With so many academic and emotional demands, it’s time to look inward—at your home and yourself. The way we organize our living spaces has a direct impact on our mental balance, family relationships, and our children’s success at school or university. The Healing Home project, developed by Abayomi in partnership with MelhordeSi, is based on applied neuroscience and invites you to transform your home into a true support system for daily life.
1. The Environment Reflects and Shapes the School Routine
As a new school term begins, it’s natural to plan schedules, purchase supplies, book extracurriculars, and reorganize the household logistics. However, it’s essential to align all of this with the physical environment. How is your child’s study area? And what about your own reading or work space?
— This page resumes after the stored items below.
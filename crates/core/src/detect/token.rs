//! Run/suspend/stop control token for the detection loop.
//!
//! The orchestrator hands a [`ControlToken`] to the detection source; the
//! source calls [`ControlToken::checkpoint`] at each iteration boundary.
//! Commands travel on one watch channel, the state the loop last observed
//! travels back on a second, so `pause()` can wait for the source to actually
//! acknowledge suspension instead of racing on a shared boolean.

use std::time::Duration;

use tokio::sync::watch;

/// Commanded state of the detection loop.
#[derive(Debug, Clone, Copy, PartialEq, Eq)]
pub enum RunState {
    Running,
    Suspended,
    Stopped,
}

/// Cloneable pause/cancel token checked by the detection loop.
#[derive(Debug, Clone)]
pub struct ControlToken {
    cmd_tx: watch::Sender<RunState>,
    cmd_rx: watch::Receiver<RunState>,
    ack_tx: watch::Sender<RunState>,
    ack_rx: watch::Receiver<RunState>,
}

impl ControlToken {
    /// Create a token in the `Suspended` state.
    pub fn new() -> Self {
        let (cmd_tx, cmd_rx) = watch::channel(RunState::Suspended);
        let (ack_tx, ack_rx) = watch::channel(RunState::Suspended);
        Self {
            cmd_tx,
            cmd_rx,
            ack_tx,
            ack_rx,
        }
    }

    /// Current commanded state.
    pub fn state(&self) -> RunState {
        *self.cmd_rx.borrow()
    }

    pub fn is_stopped(&self) -> bool {
        self.state() == RunState::Stopped
    }

    /// Command the loop to run. Ignored after `stop()`.
    pub fn resume(&self) {
        self.command(RunState::Running);
    }

    /// Command the loop to suspend at its next iteration boundary.
    /// Ignored after `stop()`.
    pub fn suspend(&self) {
        self.command(RunState::Suspended);
    }

    /// Command the loop to stop. Terminal and idempotent.
    pub fn stop(&self) {
        let _ = self.cmd_tx.send(RunState::Stopped);
    }

    fn command(&self, state: RunState) {
        self.cmd_tx.send_if_modified(|current| {
            if *current == RunState::Stopped || *current == state {
                false
            } else {
                *current = state;
                true
            }
        });
    }

    /// Called by the detection loop at each iteration boundary.
    ///
    /// Publishes the observed state, then blocks while suspended. Returns
    /// `true` if the loop should process the next frame, `false` if it
    /// should exit.
    pub async fn checkpoint(&mut self) -> bool {
        loop {
            let state = *self.cmd_rx.borrow_and_update();
            let _ = self.ack_tx.send(state);
            match state {
                RunState::Running => return true,
                RunState::Stopped => return false,
                RunState::Suspended => {
                    // Wake on the next command.
                    if self.cmd_rx.changed().await.is_err() {
                        return false;
                    }
                }
            }
        }
    }

    /// Wait for the next command change. Used by sources that block on
    /// external input so a stop or suspend can interrupt the wait.
    pub async fn changed(&mut self) {
        let _ = self.cmd_rx.changed().await;
    }

    /// Wait until the loop has acknowledged the given state.
    ///
    /// Returns `false` if the acknowledgment did not arrive within `timeout`
    /// (e.g. the source is blocked inside a frame or was never started).
    pub async fn wait_acknowledged(&self, state: RunState, timeout: Duration) -> bool {
        let mut rx = self.ack_rx.clone();
        tokio::time::timeout(timeout, rx.wait_for(|s| *s == state))
            .await
            .map(|r| r.is_ok())
            .unwrap_or(false)
    }
}

impl Default for ControlToken {
    fn default() -> Self {
        Self::new()
    }
}

#[cfg(test)]
mod tests {
    use super::*;

    #[tokio::test]
    async fn test_starts_suspended() {
        let token = ControlToken::new();
        assert_eq!(token.state(), RunState::Suspended);
    }

    #[tokio::test]
    async fn test_checkpoint_runs_when_resumed() {
        let token = ControlToken::new();
        token.resume();
        let mut loop_token = token.clone();
        assert!(loop_token.checkpoint().await);
    }

    #[tokio::test]
    async fn test_checkpoint_exits_on_stop() {
        let token = ControlToken::new();
        token.stop();
        let mut loop_token = token.clone();
        assert!(!loop_token.checkpoint().await);
    }

    #[tokio::test]
    async fn test_stop_is_terminal() {
        let token = ControlToken::new();
        token.stop();
        token.resume();
        assert_eq!(token.state(), RunState::Stopped);
        token.suspend();
        assert_eq!(token.state(), RunState::Stopped);
    }

    #[tokio::test]
    async fn test_suspend_blocks_until_resume() {
        let token = ControlToken::new();
        token.resume();

        let mut loop_token = token.clone();
        let handle = tokio::spawn(async move {
            // First checkpoint passes, second blocks on the suspension.
            assert!(loop_token.checkpoint().await);
            loop_token.checkpoint().await
        });

        token.suspend();
        assert!(
            token
                .wait_acknowledged(RunState::Suspended, Duration::from_secs(1))
                .await
        );

        token.resume();
        assert!(handle.await.unwrap());
    }

    #[tokio::test]
    async fn test_wait_acknowledged_times_out() {
        let token = ControlToken::new();
        token.resume();
        // No loop is running, so the ack never arrives.
        assert!(
            !token
                .wait_acknowledged(RunState::Running, Duration::from_millis(50))
                .await
        );
    }
}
Natural light, good ventilation, comfort, silence, and organization are powerful allies of focus and discipline. The ideal environment must meet the specific needs of each family member, from a young child’s cozy reading nook to a dedicated workspace for university research. Intentionally adapting your home allows everyone to feel a sense of belonging and respect, while encouraging greater participation in the family’s routine.
2. A Human-Centered Routine
Home organization starts with listening: what does each person need? How do they feel in their bedroom, the living room, and the kitchen? The next step is to create realistic routines with defined schedules and dedicated moments for connection throughout the day or week.
Incorporating activities that children and young people enjoy—like dancing, drawing, playing, or spending time with friends—helps maintain emotional balance and strengthens family bonds. The home should support the development of autonomy: accessible shelves for organizing school materials, a designated study space, bedtime routines, and time to play. College students, too, should plan their spaces to encourage focus and mental health, balancing productivity and rest.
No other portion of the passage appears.